Hi everyone!

This week at the Applied Statistics Workshop we will be welcoming Mohammad Jalali, research faculty at MIT Sloan School of Management. He will be presenting work entitled A Flexible Method for Aggregation of Prior Statistical Findings.  Please find the abstract below and the full text here.

 

As usual, we will meet at noon in CGIS Knafel Room 354 and lunch will be provided.  See you all there!

 

-- Dana Higgins

 


Title: A Flexible Method for Aggregation of Prior Statistical Findings

Abstract: 
Rapid growth in scientific output requires methods for quantitative synthesis of prior research, yet current meta-analysis methods limit aggregation to studies with similar designs.
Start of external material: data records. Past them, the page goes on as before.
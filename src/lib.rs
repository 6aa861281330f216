// Top-level facade: owns the interpreter thread and exposes the host-facing
// core API (create/configure/load/get_current_frame/get_audio_data/
// set_input_state/toggle_pause/get_exception_message) described in the
// external interfaces section of the design.

mod bus;
pub mod cartridge;
mod cpu;
pub mod debugger;
pub mod display;
pub mod error;
pub mod host;
pub mod input;
pub mod publish;
mod registers;
pub mod save;
pub mod sound;
mod timer;
pub mod timing;

use std::collections::VecDeque;
use std::sync::atomic::{AtomicBool, Ordering};
use std::sync::{Arc, Mutex};
use std::thread::JoinHandle;

use log::{error, info};

use bus::MemoryBus;
use cartridge::Cartridge;
use cpu::Cpu;
use display::{Frame, LCD_HEIGHT, LCD_WIDTH};
use host::{Configuration, ExceptionSlot, HostCallbacks, RawInputState};
use input::InputState;
use publish::Consumer;
use save::SaveManager;
use sound::AudioFrame;
use timing::{PaceOutcome, TimingCoordinator, WakeEvent};

pub const FRAME_BYTE_LEN: usize = LCD_WIDTH * LCD_HEIGHT * 4;

struct RunningSession {
    frame_consumer: Consumer<Frame>,
    audio_consumer: Consumer<AudioFrame>,
    continue_running: Arc<AtomicBool>,
    paused: Arc<AtomicBool>,
    wake: Arc<WakeEvent>,
    pause_wake: Arc<WakeEvent>,
    speed_multiplier: Arc<Mutex<f64>>,
    thread: JoinHandle<()>,
}

/// Owns the emulator core for one loaded cartridge. Generic over the host's
/// callback implementation so the core never depends on any concrete I/O or
/// windowing crate.
pub struct GameBoy<H: HostCallbacks + 'static> {
    host: Arc<H>,
    configuration: Mutex<Configuration>,
    input_state: InputState,
    exceptions: Arc<ExceptionSlot>,
    last_frame: Mutex<Box<Frame>>,
    audio_queue: Mutex<VecDeque<(i16, i16)>>,
    session: Mutex<Option<RunningSession>>,
}

impl<H: HostCallbacks + 'static> GameBoy<H> {
    /// `create(user_data)` from the external interface: `host` plays the
    /// role of the opaque user-data pointer, carrying the callbacks the
    /// core invokes for file IO, the clock, and pacing notifications.
    pub fn create(host: Arc<H>) -> Self {
        GameBoy {
            host,
            configuration: Mutex::new(Configuration::default()),
            input_state: InputState::new(),
            exceptions: Arc::new(ExceptionSlot::new()),
            last_frame: Mutex::new(Box::new(Frame::default())),
            audio_queue: Mutex::new(VecDeque::new()),
            session: Mutex::new(None),
        }
    }

    pub fn configure(&self, enable_video: bool, enable_audio: bool) {
        *self.configuration.lock().unwrap() = Configuration { enable_video, enable_audio };
    }

    /// Loads the cartridge at `path`, restores any existing save data, and
    /// starts the interpreter thread. Replaces any previously running
    /// session (stopping it first).
    pub fn load(&self, path: &str) -> error::CoreResult<()> {
        self.stop();

        let rom = self
            .host
            .load_file(path)
            .map_err(|e| error::CoreError::InvalidCartridge(format!("failed to read {path}: {e}")))?;
        let now = self.host.local_now();
        let mut cartridge = Cartridge::from_bytes(rom, now)?;

        let rom_basename = path.strip_suffix(".gb").unwrap_or(path).to_string();
        let save_manager = SaveManager::new(rom_basename);
        save_manager.load(&mut cartridge, self.host.as_ref());

        let (bus, frame_consumer, audio_consumer) =
            MemoryBus::new(cartridge, self.input_state.clone(), now);
        let cpu = Cpu::new();

        let continue_running = Arc::new(AtomicBool::new(true));
        let paused = Arc::new(AtomicBool::new(false));
        let wake = Arc::new(WakeEvent::new());
        let pause_wake = Arc::new(WakeEvent::new());
        let speed_multiplier = Arc::new(Mutex::new(1.0));

        {
            let wake = wake.clone();
            self.host.register_periodic_notification(Arc::new(move || wake.notify()));
        }

        let host = self.host.clone();
        let exceptions = self.exceptions.clone();
        let thread_continue_running = continue_running.clone();
        let thread_paused = paused.clone();
        let thread_wake = wake.clone();
        let thread_pause_wake = pause_wake.clone();
        let thread_speed_multiplier = speed_multiplier.clone();

        // `Cpu::new` already seeds post-boot register state matching real
        // hardware immediately after the boot ROM hands off control, so no
        // separate boot-ROM execution pass is needed here.
        let thread = std::thread::spawn(move || {
            run_interpreter(
                cpu,
                bus,
                save_manager,
                host,
                exceptions,
                thread_continue_running,
                thread_paused,
                thread_wake,
                thread_pause_wake,
                thread_speed_multiplier,
            );
        });

        *self.session.lock().unwrap() = Some(RunningSession {
            frame_consumer,
            audio_consumer,
            continue_running,
            paused,
            wake,
            pause_wake,
            speed_multiplier,
            thread,
        });
        Ok(())
    }

    /// Sets the fast/slow-forward multiplier for the running session (1.0
    /// is normal speed); has no effect if no cartridge is loaded.
    pub fn set_speed_multiplier(&self, multiplier: f64) {
        if let Some(session) = self.session.lock().unwrap().as_ref() {
            *session.speed_multiplier.lock().unwrap() = multiplier;
        }
    }

    fn stop(&self) {
        if let Some(session) = self.session.lock().unwrap().take() {
            timing::request_stop(&session.continue_running, &session.wake, &session.pause_wake);
            self.host.unregister_periodic_notification();
            let _ = session.thread.join();
        }
    }

    /// Non-blocking: writes the most recently published frame as 160x144
    /// RGBA8888 into `out`, or the last-known frame (a solid white default
    /// before the first frame is ever produced) if nothing new has
    /// published since the previous call.
    pub fn get_current_frame(&self, out: &mut [u8]) {
        if let Some(session) = self.session.lock().unwrap().as_ref() {
            if let Some(new_frame) = session.frame_consumer.take() {
                let mut last_frame = self.last_frame.lock().unwrap();
                let old = std::mem::replace(&mut *last_frame, new_frame);
                session.frame_consumer.return_buffer(old);
            }
        }
        self.last_frame.lock().unwrap().to_rgba_bytes(out);
    }

    /// Consumer pull of interleaved 16-bit stereo samples. Drains published
    /// `AudioFrame`s into an internal queue and hands out up to
    /// `sample_count` stereo frames (2 * sample_count i16 values); pads the
    /// tail with silence on underrun rather than blocking.
    pub fn get_audio_data(&self, out: &mut [i16], sample_count: usize) {
        let mut queue = self.audio_queue.lock().unwrap();
        if let Some(session) = self.session.lock().unwrap().as_ref() {
            while queue.len() < sample_count {
                match session.audio_consumer.take() {
                    Some(frame) => {
                        queue.extend(frame.samples.iter().copied());
                        session.audio_consumer.return_buffer(frame);
                    }
                    None => break,
                }
            }
        }
        for i in 0..sample_count {
            let (l, r) = queue.pop_front().unwrap_or((0, 0));
            if out.len() > 2 * i + 1 {
                out[2 * i] = l;
                out[2 * i + 1] = r;
            }
        }
    }

    pub fn set_input_state(&self, raw: RawInputState) {
        self.input_state.set_directions(raw.direction_mask());
        self.input_state.set_actions(raw.action_mask());
    }

    pub fn toggle_pause(&self) {
        if let Some(session) = self.session.lock().unwrap().as_ref() {
            let now_paused = !session.paused.load(Ordering::Acquire);
            session.paused.store(now_paused, Ordering::Release);
            session.pause_wake.notify();
        }
    }

    pub fn get_exception_message(&self) -> Option<String> {
        self.exceptions.take()
    }
}

impl<H: HostCallbacks + 'static> Drop for GameBoy<H> {
    fn drop(&mut self) {
        self.stop();
    }
}

#[allow(clippy::too_many_arguments)]
fn run_interpreter<H: HostCallbacks>(
    mut cpu: Cpu,
    mut bus: MemoryBus,
    mut save_manager: SaveManager,
    host: Arc<H>,
    exceptions: Arc<ExceptionSlot>,
    continue_running: Arc<AtomicBool>,
    paused: Arc<AtomicBool>,
    wake: Arc<WakeEvent>,
    pause_wake: Arc<WakeEvent>,
    speed_multiplier: Arc<Mutex<f64>>,
) {
    let mut coordinator = TimingCoordinator::new(continue_running.clone(), paused, wake, pause_wake);
    let mut last_seen_frame = bus.display.frames_rendered();
    info!("interpreter thread started");

    while continue_running.load(Ordering::Acquire) {
        match cpu.step(&mut bus) {
            Ok(cycles) => bus.step(cycles),
            Err(err) => {
                error!("interpreter stopped on fatal error: {err}");
                exceptions.set(err.to_string());
                break;
            }
        }

        let frames_rendered = bus.display.frames_rendered();
        if frames_rendered != last_seen_frame {
            last_seen_frame = frames_rendered;
            // Refreshed once per frame (~59.7 Hz), not per instruction: the
            // RTC only needs wall-clock resolution to the second, and this
            // keeps the host callback off the instruction hot path.
            bus.set_current_time(host.local_now());
            save_manager.maybe_flush(&mut bus.cartridge, host.as_ref());
            coordinator.speed_multiplier = *speed_multiplier.lock().unwrap();
            if coordinator.pace(bus.timer.clock_value()) == PaceOutcome::Stop {
                break;
            }
        }
    }

    save_manager.flush(&mut bus.cartridge, host.as_ref());
    info!("interpreter thread stopped");
}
Here we describe and validate Generalized Model Aggregation (GMA), which allows researchers to combine prior estimated models of a phenomenon into a quantitative meta-model, while imposing few restrictions on the structure of prior models or on the meta-model. In an empirical validation, building on 27 published equations from 16 studies, GMA provides a predictive equation for Basal Metabolic Rate that outperforms existing models, identifies novel nonlinearities, and estimates biases in various measurement methods. Additional numerical examples demonstrate the ability of GMA to obtain unbiased estimates from potentially mis-specified prior studies. Thus, in various domains, GMA can leverage previous findings to compare alternative theories, advance new models, and assess the reliability of prior studies, extending meta-analysis toolbox to many new problems.